→ Collected data:
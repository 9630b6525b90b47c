use super::{BackendSet, SelectionKey};
use crate::upstream::Backend;
use crate::util::fnv1a_32;
use std::sync::Arc;

/// Deterministic selection by request path: the same path always maps
/// to the same backend index for a fixed pool size.
pub struct UriHashPool {
    pub(crate) backends: BackendSet,
}

impl UriHashPool {
    pub fn new() -> Self {
        Self {
            backends: BackendSet::new(),
        }
    }

    pub fn next_peer(&self, key: &SelectionKey) -> Option<Arc<Backend>> {
        let backends = self.backends.snapshot();
        if backends.is_empty() {
            return None;
        }
        let idx = fnv1a_32(&key.path) as usize % backends.len();
        Some(backends[idx].clone())
    }
}

impl Default for UriHashPool {
    fn default() -> Self {
        Self::new()
    }
}
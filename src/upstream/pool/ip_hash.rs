use super::{BackendSet, SelectionKey};
use crate::upstream::Backend;
use crate::util::fnv1a_32;
use std::sync::Arc;

/// Deterministic selection by client address: the same `remote_addr`
/// always maps to the same backend index for a fixed pool size.
pub struct IpHashPool {
    pub(crate) backends: BackendSet,
}

impl IpHashPool {
    pub fn new() -> Self {
        Self {
            backends: BackendSet::new(),
        }
    }

    pub fn next_peer(&self, key: &SelectionKey) -> Option<Arc<Backend>> {
        let backends = self.backends.snapshot();
        if backends.is_empty() {
            return None;
        }
        let idx = fnv1a_32(&key.remote_addr) as usize % backends.len();
        Some(backends[idx].clone())
    }
}

impl Default for IpHashPool {
    fn default() -> Self {
        Self::new()
    }
}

→ What is needed: Reproduce every line of the data so that nothing differs from the original.

→ Response below:
repository 9630b6525b90b47c
use super::{BackendSet, SelectionKey};
use crate::upstream::Backend;
use crate::util::fnv1a_32;
use std::sync::Arc;

/// Deterministic selection by request path: the same path always maps
/// to the same backend index for a fixed pool size.
pub struct UriHashPool {
    pub(crate) backends: BackendSet,
}

impl UriHashPool {
    pub fn new() -> Self {
        Self {
            backends: BackendSet::new(),
        }
    }

    pub fn next_peer(&self, key: &SelectionKey) -> Option<Arc<Backend>> {
        let backends = self.backends.snapshot();
        if backends.is_empty() {
            return None;
        }
        let idx = fnv1a_32(&key.path) as usize % backends.len();
        Some(backends[idx].clone())
    }
}

impl Default for UriHashPool {
    fn default() -> Self {
        Self::new()
    }
}
filename src/upstream/pool/ip_hash.rs
use super::{BackendSet, SelectionKey};
use crate::upstream::Backend;
use crate::util::fnv1a_32;
use std::sync::Arc;

/// Deterministic selection by client address: the same `remote_addr`
/// always maps to the same backend index for a fixed pool size.
pub struct IpHashPool {
    pub(crate) backends: BackendSet,
}

impl IpHashPool {
    pub fn new() -> Self {
        Self {
            backends: BackendSet::new(),
        }
    }

    pub fn next_peer(&self, key: &SelectionKey) -> Option<Arc<Backend>> {
        let backends = self.backends.snapshot();
        if backends.is_empty() {
            return None;
        }
        let idx = fnv1a_32(&key.remote_addr) as usize % backends.len();
        Some(backends[idx].clone())
    }
}

impl Default for IpHashPool {
    fn default() -> Self {
        Self::new()
    }
}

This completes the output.